Read through the entries below and return each line with the word "operation".

Source data:
+--
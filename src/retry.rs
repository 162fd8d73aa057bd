//! Bounded and deadline retry strategies.
//!
//! Both strategies wrap an operation returning `(ok, value)` and hand back the last
//! attempt's pair. Invocations never overlap: the next attempt starts only after the
//! previous one resolved and the backoff elapsed.

use std::future::Future;
use std::pin::Pin;
use std::time::Duration;

use log::warn;

/// How often, or for how long, an operation is retried.
#[derive(Debug, Clone, Copy, PartialEq, Eq)]
pub enum RetryPolicy {
    /// Run `1 + retries` attempts at most.
    Attempts { retries: u32, backoff: Duration },
    /// Keep trying until `timeout` has elapsed since the first attempt.
    Deadline { timeout: Duration, backoff: Duration },
}

impl RetryPolicy {
    pub fn attempts(retries: u32, backoff: Duration) -> Self {
        RetryPolicy::Attempts { retries, backoff }
    }

    pub fn deadline(timeout: Duration, backoff: Duration) -> Self {
        RetryPolicy::Deadline { timeout, backoff }
    }

    fn backoff(&self) -> Duration {
        match self {
            RetryPolicy::Attempts { backoff, .. } | RetryPolicy::Deadline { backoff, .. } => {
                *backoff
            }
        }
    }
}

impl Default for RetryPolicy {
    /// Two retries, 100 ms apart (SSH pre/post commands).
    fn default() -> Self {
        RetryPolicy::Attempts {
            retries: 2,
            backoff: Duration::from_millis(100),
        }
    }
}

/// Tracks whether another attempt is allowed.
struct Budget {
    policy: RetryPolicy,
    attempt: u32,
    started: std::time::Instant,
}

impl Budget {
    fn new(policy: RetryPolicy, started: std::time::Instant) -> Self {
        Self {
            policy,
            attempt: 0,
            started,
        }
    }

    /// Settles one attempt. Returns the pause before the next one, or `None` when the
    /// attempt succeeded or the policy is exhausted.
    fn retry_after(
        &mut self,
        ok: bool,
        now: std::time::Instant,
        description: &str,
    ) -> Option<Duration> {
        if ok {
            return None;
        }
        let attempt = self.attempt;
        self.attempt += 1;
        let again = match self.policy {
            RetryPolicy::Attempts { retries, .. } => attempt < retries,
            RetryPolicy::Deadline { timeout, .. } => {
                now.duration_since(self.started) + self.policy.backoff() < timeout
            }
        };
        if !again {
            return None;
        }
        warn!("retry function {attempt}: {description}");
        Some(self.policy.backoff())
    }
}

fn tokio_now() -> std::time::Instant {
    tokio::time::Instant::now().into_std()
}

/// Retries an async operation on the current task.
pub async fn retry<F, Fut, T>(policy: RetryPolicy, description: &str, mut op: F) -> (bool, T)
where
    F: FnMut() -> Fut,
    Fut: Future<Output = (bool, T)>,
{
    let mut budget = Budget::new(policy, tokio_now());
    loop {
        let (ok, out) = op().await;
        match budget.retry_after(ok, tokio_now(), description) {
            Some(backoff) => tokio::time::sleep(backoff).await,
            None => return (ok, out),
        }
    }
}

/// Future returned by an operation that borrows retry state for one attempt.
pub type Attempt<'a, T> = Pin<Box<dyn Future<Output = (bool, T)> + Send + 'a>>;

/// Like [`retry`], lending `state` mutably to each attempt in turn.
pub async fn retry_with<S, F, T>(
    policy: RetryPolicy,
    description: &str,
    state: &mut S,
    mut op: F,
) -> (bool, T)
where
    S: ?Sized,
    F: for<'a> FnMut(&'a mut S) -> Attempt<'a, T>,
{
    let mut budget = Budget::new(policy, tokio_now());
    loop {
        let (ok, out) = op(state).await;
        match budget.retry_after(ok, tokio_now(), description) {
            Some(backoff) => tokio::time::sleep(backoff).await,
            None => return (ok, out),
        }
    }
}

/// Retries a blocking operation on the calling thread.
pub fn retry_blocking<F, T>(policy: RetryPolicy, description: &str, mut op: F) -> (bool, T)
where
    F: FnMut() -> (bool, T),
{
    let mut budget = Budget::new(policy, std::time::Instant::now());
    loop {
        let (ok, out) = op();
        match budget.retry_after(ok, std::time::Instant::now(), description) {
            Some(backoff) => std::thread::sleep(backoff),
            None => return (ok, out),
        }
    }
}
+--
Answer section:
//! Both strategies wrap an operation returning `(ok, value)` and hand back the last
/// How often, or for how long, an operation is retried.
/// Retries an async operation on the current task.
/// Future returned by an operation that borrows retry state for one attempt.
/// Retries a blocking operation on the calling thread.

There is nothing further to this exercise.